In this study, a comparison of experimental and computational results for the Richtmyer-Meshkov instability in a shock tube at the University of Arizona with a diffuse interface is carried out. Two turbulence models, the K-L-a and K-L-a-V models, are used to obtain the computational data using 1D simulations. The models are optimized for a new set of membraneless experiments performed in the University of Arizona vertical shock tube. The varied parameters are L_0, the initial turbulent length scale, and α_b, the Rayleigh-Taylor bubble growth parameter. One parameter, the Richtmyer-Meshkov growth exponent θ, was adjusted from a value of 0.25 to 0.5 to match the experimental setup. The experiments used to calibrate these models used membranes to initially separate the two gases in the shock tube. The presence of a membrane affects the development of the fluid instability and turbulence. However, the model has an option to model a diffuse interface. It was therefore desired to determine if this model can accurately model the membraneless experiments by utilizing this diffuse interface modeling. Many different optimization parameter pairs were tested and the goodness of fit to the experimental data was calculated. The diagnostic metrics used to evaluate the goodness of fit were the width of the turbulent mixing region and the turbulent kinetic energy (TKE) over time. Experimental data with both high and low amplitude initial perturbations were used. The best fits for each of these metrics are presented. It was found that the parameters that provided the best fits for these experiments did not match the model defaults.

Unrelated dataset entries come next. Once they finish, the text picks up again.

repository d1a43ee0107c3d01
//! Synthesizer backed by an AutoAgents LLM provider.

use async_trait::async_trait;
use autoagents_llm::LLMProvider;
use autoagents_llm::chat::{ChatMessage, ChatRole, MessageType};
use log::debug;
use ragloop_protocol::{ProviderError, Synthesizer};
use std::sync::Arc;

/// Sends the composed prompt as a single user message and returns the reply text.
#[derive(Clone)]
pub struct LlmSynthesizer {
    llm: Arc<dyn LLMProvider>,
    system_prompt: Option<String>,
}

impl LlmSynthesizer {
    pub fn new(llm: Arc<dyn LLMProvider>) -> Self {
        Self {
            llm,
            system_prompt: None,
        }
    }

    /// Send a system message ahead of every prompt.
    pub fn with_system_prompt(mut self, prompt: impl Into<String>) -> Self {
        self.system_prompt = Some(prompt.into());
        self
    }

    fn messages(&self, prompt: &str) -> Vec<ChatMessage> {
        let mut messages = Vec::with_capacity(2);
        if let Some(system) = &self.system_prompt {
            messages.push(ChatMessage {
                role: ChatRole::System,
                message_type: MessageType::Text,
                content: system.clone(),
            });
        }
        messages.push(ChatMessage {
            role: ChatRole::User,
            message_type: MessageType::Text,
            content: prompt.to_string(),
        });
        messages
    }
}

#[async_trait]
impl Synthesizer for LlmSynthesizer {
    async fn complete(&self, prompt: &str) -> Result<String, ProviderError> {
        let messages = self.messages(prompt);
        let response = self
            .llm
            .chat_with_tools(&messages, None, None)
            .await
            .map_err(|err| ProviderError::Failed(err.to_string()))?;
        let text = response.text().unwrap_or_default();
        if text.trim().is_empty() {
            return Err(ProviderError::MalformedResponse(
                "model returned an empty reply".to_string(),
            ));
        }
        debug!(
            "llm synthesis finished (prompt_chars={}, answer_chars={})",
            prompt.chars().count(),
            text.chars().count()
        );
        Ok(text)
    }
}
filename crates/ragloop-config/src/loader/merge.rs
//! JSON merge helpers for layered configuration.

use serde_json::Value;

/// Merge overlay values into the base, recursively overriding objects.
pub(super) fn merge_json_values(base: &mut Value, overlay: &Value) {
    match (base, overlay) {
        (Value::Object(base_map), Value::Object(overlay_map)) => {
            for (key, value) in overlay_map {
                match base_map.get_mut(key) {
                    Some(existing) => merge_json_values(existing, value),
                    None => {
                        base_map.insert(key.clone(), value.clone());
                    }
                }
            }
        }
        (base_slot, overlay_value) => {
            *base_slot = overlay_value.clone();
        }
    }
}
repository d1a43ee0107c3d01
//! Collaborator interfaces for vector search, web search, and synthesis.

use crate::passage::{ScoredChunk, WebSearchResult};
use async_trait::async_trait;

/// Errors returned by external collaborators.
#[derive(Debug, Clone, PartialEq, thiserror::Error)]
pub enum ProviderError {
    /// Collaborator is not configured or reachable.
    #[error("provider unavailable: {0}")]
    Unavailable(String),
    /// Collaborator rejected the request.
    #[error("invalid request: {0}")]
    InvalidRequest(String),
    /// Collaborator failed while serving the request.
    #[error("request failed: {0}")]
    Failed(String),
    /// Collaborator returned something the adapter cannot use.
    #[error("malformed response: {0}")]
    MalformedResponse(String),
}

/// Vector index lookup.
#[async_trait]
pub trait VectorSearch: Send + Sync {
    /// Return up to `top_k` chunks ordered by descending similarity.
    async fn search(&self, query: &str, top_k: usize) -> Result<Vec<ScoredChunk>, ProviderError>;
}

/// Web search lookup.
#[async_trait]
pub trait WebSearch: Send + Sync {
    /// Return up to `max_results` results in provider rank order.
    async fn search(
        &self,
        query: &str,
        max_results: usize,
    ) -> Result<Vec<WebSearchResult>, ProviderError>;
}

/// Single blocking completion call against a language model.
#[async_trait]
pub trait Synthesizer: Send + Sync {
    /// Complete the prompt and return the model's answer.
    async fn complete(&self, prompt: &str) -> Result<String, ProviderError>;
}
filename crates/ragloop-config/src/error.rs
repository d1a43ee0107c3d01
//! Config errors.

use std::path::PathBuf;
use thiserror::Error;

/// Failure while loading or checking a ragloop config.
#[derive(Debug, Error)]
pub enum ConfigError {
    /// A config file or the working directory could not be read.
    #[error("cannot read {}: {source}", .path.display())]
    Io {
        path: PathBuf,
        #[source]
        source: std::io::Error,
    },
    /// A layer is not valid JSON5.
    #[error("{origin} is not valid JSON5: {source}")]
    Syntax {
        origin: String,
        #[source]
        source: json5::Error,
    },
    /// The merged document does not deserialize into `RagloopConfig`.
    #[error("config does not match the expected shape: {0}")]
    Shape(#[from] serde_json::Error),
    /// A value failed schema or range validation.
    #[error("invalid config at {path}: {message}")]
    InvalidField { path: String, message: String },
}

When α_b is not changed from its default value of 0.06, it was found that the model fits the data well before reshock, but overpredicts the post-reshock growth of both mixed width and TKE. Better fits were found when α_b was able to vary over a range of [0.02,0.06] and L_0 was varied as well. For the best fits, the values of α_b were not the same for the high and low amplitude cases. The best fit values of α_b did agree when comparing mixed width and TKE in the high amplitude case, but not for the low amplitude case. A value of α_b=0.025 was found to work for all metrics fairly well. Although this did not provide the best fit overall, it did provide a reasonable fit for both the low and high amplitude cases. It should be, however, expected that there is a relationship between α_b and the amplitude of the initial perturbation.